» **Task objective**: All lines from the one with "current.push(value);" through the end of the records below are to be given again exactly, and nothing else.

[[ Material shown, beginning ]]

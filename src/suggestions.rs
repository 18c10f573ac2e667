//! # Error Suggestions
//!
//! Helpers for building error messages that tell the user what went wrong
//! *and* what the valid alternatives are: aligned choice listings, small
//! tables, and "did you mean" hints for mistyped names.
//!
//! ## Usage
//!
//! ```
//! use whisk::suggestions;
//!
//! let modes = vec!["debug".to_string(), "release".to_string()];
//! let err = suggestions::unknown_selection("mode", "relase", &modes);
//! assert!(err.to_string().contains("Did you mean 'release'?"));
//! ```

use std::path::Path;

use crate::error::Error;

/// Build an [`Error::UnknownSelection`] for `value`, listing `choices` and
/// suggesting the closest one when it looks like a typo.
pub fn unknown_selection(kind: &'static str, value: &str, choices: &[String]) -> Error {
    let mut sorted = choices.to_vec();
    sorted.sort();
    let suggestion = find_similar(value, &sorted).map(str::to_string);
    Error::UnknownSelection {
        kind,
        value: value.to_string(),
        choices: sorted,
        suggestion,
    }
}

/// Generate an error for when the configuration document is not found.
///
/// Includes hints about the `--conf` flag and the `WHISK_CONF` variable.
pub fn config_not_found(path: &Path) -> anyhow::Error {
    anyhow::anyhow!(
        "Configuration file not found: {path}\n\n\
         hint: Create a whisk.yaml file in your project root\n\
         hint: Use --conf to specify a different path\n\
         hint: Set WHISK_CONF environment variable",
        path = path.display()
    )
}

/// Render names one per line, indented by two spaces.
pub fn listing(choices: &[String]) -> String {
    choices
        .iter()
        .map(|c| format!("  {}", c))
        .collect::<Vec<_>>()
        .join("\n")
}

/// Render two-column rows with the first column padded to a common width.
pub fn table(rows: &[(String, String)]) -> String {
    let width = rows.iter().map(|(k, _)| k.len()).max().unwrap_or(0);
    rows.iter()
        .map(|(k, v)| format!("{:<width$}  {}", k, v, width = width))
        .collect::<Vec<_>>()
        .join("\n")
}

/// Find a similar string from a list of candidates using edit distance.
///
/// Returns Some(candidate) if a close match is found (edit distance <= 2).
pub fn find_similar<'a>(input: &str, candidates: &'a [String]) -> Option<&'a str> {
    candidates
        .iter()
        .filter_map(|candidate| {
            let distance = edit_distance(input, candidate);
            if distance <= 2 && distance < input.len() {
                Some((candidate.as_str(), distance))
            } else {
                None
            }
        })
        .min_by_key(|(_, distance)| *distance)
        .map(|(candidate, _)| candidate)
}

/// Calculate the Levenshtein edit distance between two strings.
fn edit_distance(a: &str, b: &str) -> usize {
    let a_chars: Vec<char> = a.chars().collect();
    let b_chars: Vec<char> = b.chars().collect();

    // Single rolling row instead of the full matrix.
    let mut previous: Vec<usize> = (0..=b_chars.len()).collect();
    for (i, ca) in a_chars.iter().enumerate() {
        let mut current = Vec::with_capacity(b_chars.len() + 1);
        current.push(i + 1);
        for (j, cb) in b_chars.iter().enumerate() {
            let cost = usize::from(ca != cb);
            let value = (previous[j + 1] + 1)
                .min(current[j] + 1)
                .min(previous[j] + cost);
            current.push(value);
        }
        previous = current;
    }

    previous[b_chars.len()]
}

[[ Material shown, end ]]

» **Final answer**:
            current.push(value);
        }
        previous = current;
    }

    previous[b_chars.len()]
}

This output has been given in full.